[DATA SHOWN]
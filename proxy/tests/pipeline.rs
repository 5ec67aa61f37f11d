/// Share Pipeline Integration Tests
///
/// Drives `ShareProcessor` end to end against in-memory collaborators and
/// validates:
/// 1. Classification: stale, invalid, share, block
/// 2. Backend side effects and duplicate handling
/// 3. Block submission gate: submit first, record only when accepted
/// 4. Reconciliation hand-off when the block write fails
/// 5. Unknown networks never reach verification
/// 6. Work backlog across template swaps

mod common;

use common::{
    events, BackendCall, MemoryBackend, MockRpc, RefreshCounter, SubmitBehavior, ThresholdVerifier,
};
use num_bigint::BigUint;
use std::sync::atomic::Ordering;
use std::sync::Arc;
use std::time::Duration;
use tokio::sync::mpsc;

use etc_proxy::blockchain::{BlockTemplate, WorkCache};
use etc_proxy::hasher::HasherProvider;
use etc_proxy::shares::reconcile::retry;
use etc_proxy::shares::{
    BlockReconciler, BlockRecord, Outcome, ProcessorSettings, RetryPolicy, ShareBackend,
    ShareProcessor, ShareVerdict, SubmitParams,
};

// ---------------------------------------------------------------------------
// Helpers
// ---------------------------------------------------------------------------

const SHARE_DIFFICULTY: u64 = 1_000;
const NETWORK_DIFFICULTY: u64 = 1_000_000;
const HEIGHT: u64 = 11_000_000;
const HEADER: &str = "0x5d3ab6f1e2c1b2a3f4e5d6c7b8a9f0e1d2c3b4a5968778695a4b3c2d1e0f1a2b";
const SEED: &str = "0xee5ec0c5a4e7b3f0a51c0cd2e7a4b3e5fd3c1a0b9c8d7e6f5a4b3c2d1e0f9a8b";
const MIX: &str = "0x1c2d3e4f5a6b7c8d9e0f1a2b3c4d5e6f7a8b9c0d1e2f3a4b5c6d7e8f9a0b1c2d";

/// Verifier thresholds: what the submitted proof is "worth"
const WORTH_NOTHING: u64 = SHARE_DIFFICULTY - 1;
const WORTH_A_SHARE: u64 = SHARE_DIFFICULTY * 10;
const WORTH_A_BLOCK: u64 = NETWORK_DIFFICULTY;

struct Harness {
    processor: ShareProcessor,
    backend: Arc<MemoryBackend>,
    rpc: Arc<MockRpc>,
    refresher: Arc<RefreshCounter>,
    verifier: Arc<ThresholdVerifier>,
    work: Arc<WorkCache>,
    reconciled: mpsc::UnboundedReceiver<BlockRecord>,
    events: common::Events,
}

impl Harness {
    fn new(network: &str, worth: u64, submit: SubmitBehavior) -> Self {
        let verifier = ThresholdVerifier::new(worth);
        let hasher = match network {
            "classic" | "mordor" => HasherProvider::with_verifier(network, verifier.clone()),
            other => HasherProvider::new(other),
        };
        Self::with_hasher(hasher, verifier, submit)
    }

    fn with_hasher(hasher: HasherProvider, verifier: Arc<ThresholdVerifier>, submit: SubmitBehavior) -> Self {
        let log = events();
        let backend = MemoryBackend::new(log.clone());
        let rpc = MockRpc::new(log.clone(), submit);
        let refresher = RefreshCounter::new(log.clone());
        let work = Arc::new(WorkCache::new());
        let (reconciler, reconciled) = BlockReconciler::channel();

        work.replace(template(HEADER, HEIGHT));

        let processor = ShareProcessor::new(
            hasher,
            backend.clone(),
            rpc.clone(),
            refresher.clone(),
            work.clone(),
            reconciler,
            ProcessorSettings {
                share_difficulty: SHARE_DIFFICULTY,
                hashrate_expiration: Duration::from_secs(10_800),
                stratum_hostname: "eu1".to_string(),
            },
        );

        Self {
            processor,
            backend,
            rpc,
            refresher,
            verifier,
            work,
            reconciled,
            events: log,
        }
    }

    async fn submit(&self, params: &SubmitParams) -> ShareVerdict {
        self.processor.submit("0xminer", "rig1", "10.0.0.7", params).await
    }

    fn events(&self) -> Vec<String> {
        self.events.lock().clone()
    }
}

fn template(header: &str, height: u64) -> BlockTemplate {
    BlockTemplate::new(header, SEED, "0x01", height, BigUint::from(NETWORK_DIFFICULTY))
}

fn params(nonce: &str) -> SubmitParams {
    SubmitParams::new(nonce, HEADER, MIX)
}

fn is_share(c: &BackendCall) -> bool {
    matches!(c, BackendCall::Share { .. })
}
[/DATA SHOWN]
● WORK TO COMPLETE: Reproduce the records above in their entirety, unchanged.

● RESULT FOR THIS TASK:
filename proxy/tests/pipeline.rs
repository 5ec67aa61f37f11d
/// Share Pipeline Integration Tests
///
/// Drives `ShareProcessor` end to end against in-memory collaborators and
/// validates:
/// 1. Classification: stale, invalid, share, block
/// 2. Backend side effects and duplicate handling
/// 3. Block submission gate: submit first, record only when accepted
/// 4. Reconciliation hand-off when the block write fails
/// 5. Unknown networks never reach verification
/// 6. Work backlog across template swaps

mod common;

use common::{
    events, BackendCall, MemoryBackend, MockRpc, RefreshCounter, SubmitBehavior, ThresholdVerifier,
};
use num_bigint::BigUint;
use std::sync::atomic::Ordering;
use std::sync::Arc;
use std::time::Duration;
use tokio::sync::mpsc;

use etc_proxy::blockchain::{BlockTemplate, WorkCache};
use etc_proxy::hasher::HasherProvider;
use etc_proxy::shares::reconcile::retry;
use etc_proxy::shares::{
    BlockReconciler, BlockRecord, Outcome, ProcessorSettings, RetryPolicy, ShareBackend,
    ShareProcessor, ShareVerdict, SubmitParams,
};

// ---------------------------------------------------------------------------
// Helpers
// ---------------------------------------------------------------------------

const SHARE_DIFFICULTY: u64 = 1_000;
const NETWORK_DIFFICULTY: u64 = 1_000_000;
const HEIGHT: u64 = 11_000_000;
const HEADER: &str = "0x5d3ab6f1e2c1b2a3f4e5d6c7b8a9f0e1d2c3b4a5968778695a4b3c2d1e0f1a2b";
const SEED: &str = "0xee5ec0c5a4e7b3f0a51c0cd2e7a4b3e5fd3c1a0b9c8d7e6f5a4b3c2d1e0f9a8b";
const MIX: &str = "0x1c2d3e4f5a6b7c8d9e0f1a2b3c4d5e6f7a8b9c0d1e2f3a4b5c6d7e8f9a0b1c2d";

/// Verifier thresholds: what the submitted proof is "worth"
const WORTH_NOTHING: u64 = SHARE_DIFFICULTY - 1;
const WORTH_A_SHARE: u64 = SHARE_DIFFICULTY * 10;
const WORTH_A_BLOCK: u64 = NETWORK_DIFFICULTY;

struct Harness {
    processor: ShareProcessor,
    backend: Arc<MemoryBackend>,
    rpc: Arc<MockRpc>,
    refresher: Arc<RefreshCounter>,
    verifier: Arc<ThresholdVerifier>,
    work: Arc<WorkCache>,
    reconciled: mpsc::UnboundedReceiver<BlockRecord>,
    events: common::Events,
}

impl Harness {
    fn new(network: &str, worth: u64, submit: SubmitBehavior) -> Self {
        let verifier = ThresholdVerifier::new(worth);
        let hasher = match network {
            "classic" | "mordor" => HasherProvider::with_verifier(network, verifier.clone()),
            other => HasherProvider::new(other),
        };
        Self::with_hasher(hasher, verifier, submit)
    }

    fn with_hasher(hasher: HasherProvider, verifier: Arc<ThresholdVerifier>, submit: SubmitBehavior) -> Self {
        let log = events();
        let backend = MemoryBackend::new(log.clone());
        let rpc = MockRpc::new(log.clone(), submit);
        let refresher = RefreshCounter::new(log.clone());
        let work = Arc::new(WorkCache::new());
        let (reconciler, reconciled) = BlockReconciler::channel();

        work.replace(template(HEADER, HEIGHT));

        let processor = ShareProcessor::new(
            hasher,
            backend.clone(),
            rpc.clone(),
            refresher.clone(),
            work.clone(),
            reconciler,
            ProcessorSettings {
                share_difficulty: SHARE_DIFFICULTY,
                hashrate_expiration: Duration::from_secs(10_800),
                stratum_hostname: "eu1".to_string(),
            },
        );

        Self {
            processor,
            backend,
            rpc,
            refresher,
            verifier,
            work,
            reconciled,
            events: log,
        }
    }

    async fn submit(&self, params: &SubmitParams) -> ShareVerdict {
        self.processor.submit("0xminer", "rig1", "10.0.0.7", params).await
    }

    fn events(&self) -> Vec<String> {
        self.events.lock().clone()
    }
}

fn template(header: &str, height: u64) -> BlockTemplate {
    BlockTemplate::new(header, SEED, "0x01", height, BigUint::from(NETWORK_DIFFICULTY))
}

fn params(nonce: &str) -> SubmitParams {
    SubmitParams::new(nonce, HEADER, MIX)
}

fn is_share(c: &BackendCall) -> bool {
    matches!(c, BackendCall::Share { .. })
}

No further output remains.